抽出自己的匕首,田荷花在磨砂的石头上磨着刀身,锋利刀身折射的银光闪烁在白皙的脸上。
空气中飘来的异样气息让田荷花停下手中的动作,抬袖抹了一下鼻子。
看着推门而入的男人,田荷花眯了一下眼睛,道:“何事?”
敞开的衣襟露出一大片雪白的肌肤,宠儿自顾自的坐在床上,媚态横生。
“别紧张,只是想和你说说话而已。”墨黑的发丝倾泻而下,如同上等的绸缎,宠儿把玩着自己纤柔的手指笑道。
田荷花看了他一眼后,又继续手上的动作,磨刀的声音在沉默的房间中透着别样的诡异。
时间一分一秒的过去,安静的房间中只有一声声磨刀的声音响起。
“我讨厌迷药的味道。”田荷花吹了吹刀身上的碎屑,更加锋利的刀刃泛着流水一样的光芒。
宠儿僵硬的神色稍纵即逝,又恢复了一贯的柔媚,“不问我为什么吗?”
“为什么?”田荷花配合的问了一句。
宠儿无趣的撇了撇嘴巴,“你看不起我?”
“没有。”田荷花转着手中的匕首,那惊险的动作让人的心跟着提起,生怕下一刻那锋利的刀就从她的手中脱出。
她只是漠视他而已。
屋内又陷入很长一段时间的寂静。
“你知道我现在在想什么吗?”宠儿亲启红唇问道,一双含着秋波似的眼睛流连在田荷花的身上。
“我在想你被我压在身下时脸上疼痛的表情。”
“丞相大人没有满足你?”田荷花收好匕首,朝着门外走去,晚饭的时间到了。
看着一同走出房间的俩人,再加上宠儿脖子上的红痕和不整的衣裳,几声口哨欢快的响起,看来宠儿永远都是被压的那个……
当王宣布他要参加斗兽时,昭示着今年的斗兽着实是透着不一样的味道,与往常不同的风暴。

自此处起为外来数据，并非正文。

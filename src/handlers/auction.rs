use axum::{
    Json,
    extract::{Query, State},
    http::StatusCode,
};
use chrono::NaiveDate;
use sea_orm::DbErr;

use crate::{
    AppState,
    models::auction::{
        Auction, AuctionListResponse, AuctionRangeQuery, AuctionStatsResponse, ErrorResponse,
        HealthResponse, RunReport,
    },
};

type ApiError = (StatusCode, Json<ErrorResponse>);

fn database_error(e: DbErr) -> ApiError {
    tracing::error!("Database error: {}", e);
    (
        StatusCode::INTERNAL_SERVER_ERROR,
        Json(ErrorResponse {
            error: format!("Database error: {}", e),
        }),
    )
}

fn bad_request(error: String) -> ApiError {
    (StatusCode::BAD_REQUEST, Json(ErrorResponse { error }))
}

/// Handler for GET /api/auctions
pub async fn get_all_auctions(
    State(state): State<AppState>,
) -> Result<Json<Vec<Auction>>, ApiError> {
    let auctions = state.repository.find_all().await.map_err(database_error)?;
    Ok(Json(auctions))
}

/// Handler for GET /api/auctions/latest
pub async fn get_latest_auction(
    State(state): State<AppState>,
) -> Result<Json<Auction>, ApiError> {
    state
        .repository
        .find_latest()
        .await
        .map_err(database_error)?
        .map(Json)
        .ok_or_else(|| {
            (
                StatusCode::NOT_FOUND,
                Json(ErrorResponse {
                    error: "No auctions recorded yet".to_string(),
                }),
            )
        })
}

/// Handler for GET /api/auctions/range?start_date=YYYY-MM-DD&end_date=YYYY-MM-DD
pub async fn get_auctions_by_date_range(
    State(state): State<AppState>,
    Query(query): Query<AuctionRangeQuery>,
) -> Result<Json<Vec<Auction>>, ApiError> {
    let start_date = NaiveDate::parse_from_str(&query.start_date, "%Y-%m-%d")
        .map_err(|_| bad_request(format!("Invalid start_date format: '{}'", query.start_date)))?;
    let end_date = NaiveDate::parse_from_str(&query.end_date, "%Y-%m-%d")
        .map_err(|_| bad_request(format!("Invalid end_date format: '{}'", query.end_date)))?;

    if start_date > end_date {
        return Err(bad_request(
            "start_date must be before or equal to end_date".to_string(),
        ));
    }

    let auctions = state
        .repository
        .find_between(start_date, end_date)
        .await
        .map_err(database_error)?;

    tracing::debug!(
        "Found {} auctions from {} to {}",
        auctions.len(),
        start_date,
        end_date
    );

    Ok(Json(auctions))
}

/// Every auction, or 404 when nothing has been scraped yet.
async fn auction_list(state: &AppState) -> Result<Json<AuctionListResponse>, ApiError> {
    let auctions = state.repository.find_all().await.map_err(database_error)?;

    if auctions.is_empty() {
        return Err((
            StatusCode::NOT_FOUND,
            Json(ErrorResponse {
                error: "No auctions recorded yet".to_string(),
            }),
        ));
    }

    Ok(Json(AuctionListResponse {
        total_auctions: auctions.len(),
        auctions,
    }))
}

/// Handler for GET /api/auctions/regions
pub async fn get_regional_data(
    State(state): State<AppState>,
) -> Result<Json<AuctionListResponse>, ApiError> {
    auction_list(&state).await
}

/// Handler for GET /api/auctions/technologies
pub async fn get_technology_data(
    State(state): State<AppState>,
) -> Result<Json<AuctionListResponse>, ApiError> {
    auction_list(&state).await
}

/// Handler for GET /api/auctions/stats
pub async fn get_auction_stats(
    State(state): State<AppState>,
) -> Result<Json<AuctionStatsResponse>, ApiError> {
    let total_auctions = state.repository.count().await.map_err(database_error)?;
    let latest = state.repository.find_latest().await.map_err(database_error)?;

    Ok(Json(AuctionStatsResponse {
        total_auctions,
        latest_auction_date: latest.as_ref().map(|a| a.auction_date),
        latest_production_month: latest.as_ref().map(|a| a.production_month.clone()),
        regions_count: latest.as_ref().map(|a| a.regions.len()),
        technologies_count: latest.as_ref().map(|a| a.technologies.len()),
    }))
}

/// Handler for GET /api/auctions/health
pub async fn health() -> Json<HealthResponse> {
    Json(HealthResponse {
        status: "OK".to_string(),
        message: "Auction API is running".to_string(),
    })
}

/// Handler for POST /api/auctions/scrape
///
/// Runs the scraper synchronously and returns its report. Waits if a
/// scheduled run is already in progress.
pub async fn trigger_scrape(State(state): State<AppState>) -> Json<RunReport> {
    tracing::info!("Manual scraping triggered");
    Json(state.scraper.run_once().await)
}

参加斗兽的人选是根据抽签得到的,但是得知王要参加的消息,原本兴奋报名的人全部偃旗息鼓。
有王的参加斗兽的结果不再是九死一生,而是必死无疑,否则现在坐上王宝座的人就是他们了,所以与其去白白送死还不如苟延残喘着等待着下一次斗兽的到来。
所以参加斗兽的人王,田荷花,慕轩,三个人的名单很快便拟了出来。